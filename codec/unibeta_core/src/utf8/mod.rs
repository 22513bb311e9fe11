//! UTF-8 scalar codec.
//!
//! Converts one Unicode scalar value to its UTF-8 byte sequence and back.
//! Errors are reported as sentinel values rather than `Result::Err`:
//! an out-of-range scalar encodes to zero bytes, and a lead byte with
//! more than four leading 1-bits decodes to [`Decoded::Malformed`]
//! (length `-1` through [`Decoded::len_or_sentinel`]).
//!
//! # Leniency
//!
//! The decoder only looks at the lead byte to decide the sequence length.
//! Continuation bytes contribute their low six bits whether or not their
//! high bits are `10`. Conformant input decodes exactly; non-conformant
//! continuation bytes are not rejected.

/// Highest valid Unicode scalar value.
pub const MAX_SCALAR: u32 = 0x10_FFFF;

/// Number of significant binary digits in `value`.
///
/// Counts from the highest set bit down to bit 0, starting at bit 31, so
/// a value with bit 31 set (e.g. `-1` reinterpreted as unsigned) reports
/// 32 and falls outside every encoding length.
#[inline]
pub const fn bit_width(value: u32) -> u32 {
    u32::BITS - value.leading_zeros()
}

/// One encoded UTF-8 sequence (0 to 4 bytes).
///
/// An empty sequence is the "invalid scalar" sentinel.
#[derive(Clone, Copy, Debug, Default, PartialEq, Eq, Hash)]
pub struct Utf8Seq {
    bytes: [u8; 4],
    len: u8,
}

impl Utf8Seq {
    /// The encoded bytes.
    #[inline]
    pub fn as_bytes(&self) -> &[u8] {
        &self.bytes[..usize::from(self.len)]
    }

    /// Number of encoded bytes; 0 for an out-of-range scalar.
    #[inline]
    pub fn len(&self) -> usize {
        usize::from(self.len)
    }

    /// Returns `true` if the scalar could not be encoded.
    #[inline]
    pub fn is_empty(&self) -> bool {
        self.len == 0
    }
}

/// Encode `scalar` as UTF-8.
///
/// The length is picked from the scalar's bit width: under 8 bits one
/// byte, under 12 two, under 17 three, under 22 four. Anything above
/// [`MAX_SCALAR`] yields an empty sequence.
#[allow(
    clippy::cast_possible_truncation,
    reason = "every byte lane is masked to at most 8 bits before the cast"
)]
pub fn encode(scalar: u32) -> Utf8Seq {
    if scalar > MAX_SCALAR {
        return Utf8Seq::default();
    }
    let width = bit_width(scalar);
    let (bytes, len) = if width < 8 {
        ([scalar as u8, 0, 0, 0], 1)
    } else if width < 12 {
        (
            [
                0xC0 | ((scalar >> 6) & 0x1F) as u8,
                0x80 | (scalar & 0x3F) as u8,
                0,
                0,
            ],
            2,
        )
    } else if width < 17 {
        (
            [
                0xE0 | ((scalar >> 12) & 0x0F) as u8,
                0x80 | ((scalar >> 6) & 0x3F) as u8,
                0x80 | (scalar & 0x3F) as u8,
                0,
            ],
            3,
        )
    } else if width < 22 {
        (
            [
                0xF0 | ((scalar >> 18) & 0x07) as u8,
                0x80 | ((scalar >> 12) & 0x3F) as u8,
                0x80 | ((scalar >> 6) & 0x3F) as u8,
                0x80 | (scalar & 0x3F) as u8,
            ],
            4,
        )
    } else {
        return Utf8Seq::default();
    };
    Utf8Seq { bytes, len }
}

/// Encode `scalar` into `out`, followed by a NUL terminator.
///
/// Returns the number of bytes written, not counting the terminator.
/// Returns 0 and leaves `out` untouched when the scalar is out of range
/// or `out` cannot hold the sequence plus its terminator.
pub fn encode_into(scalar: u32, out: &mut [u8]) -> usize {
    let seq = encode(scalar);
    let n = seq.len();
    if n == 0 || out.len() <= n {
        return 0;
    }
    out[..n].copy_from_slice(seq.as_bytes());
    out[n] = 0;
    n
}

/// Result of decoding the first scalar of a byte sequence.
#[derive(Clone, Copy, Debug, PartialEq, Eq, Hash)]
pub enum Decoded {
    /// A scalar and the number of bytes it occupied.
    Scalar { value: u32, len: usize },
    /// The lead byte announced more than four bytes.
    Malformed,
}

impl Decoded {
    /// The byte length, or `-1` for a malformed lead byte.
    pub fn len_or_sentinel(self) -> isize {
        match self {
            Decoded::Scalar { len, .. } => isize::try_from(len).unwrap_or(-1),
            Decoded::Malformed => -1,
        }
    }

    /// The decoded scalar, if the lead byte was well-formed.
    pub fn value(self) -> Option<u32> {
        match self {
            Decoded::Scalar { value, .. } => Some(value),
            Decoded::Malformed => None,
        }
    }
}

/// Sequence length announced by a lead byte.
///
/// Zero leading 1-bits is plain ASCII (length 1). One to four leading
/// 1-bits give that many bytes. Five or more is malformed (`None`).
#[inline]
pub fn sequence_len(lead: u8) -> Option<usize> {
    match lead.leading_ones() {
        0 => Some(1),
        n @ 1..=4 => Some(n as usize),
        _ => None,
    }
}

/// Decode the first scalar of `seq`.
///
/// Bytes past the end of `seq` read as `0x00`, the terminator a
/// C-string caller would have supplied. An empty slice therefore
/// decodes to scalar 0 with length 1.
pub fn decode(seq: &[u8]) -> Decoded {
    let lead = seq.first().copied().unwrap_or(0);
    let Some(len) = sequence_len(lead) else {
        return Decoded::Malformed;
    };
    // Low (7 - n) bits of the lead byte, where n is the count of leading 1-bits.
    let mut value = u32::from(lead & (0x7F >> lead.leading_ones()));
    for i in 1..len {
        let byte = seq.get(i).copied().unwrap_or(0);
        value = (value << 6) | u32::from(byte & 0x3F);
    }
    Decoded::Scalar { value, len }
}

__________________________________________________

# Work request
Answer with the number alone: how many lines in the records include the word "derive"?

# Response area
2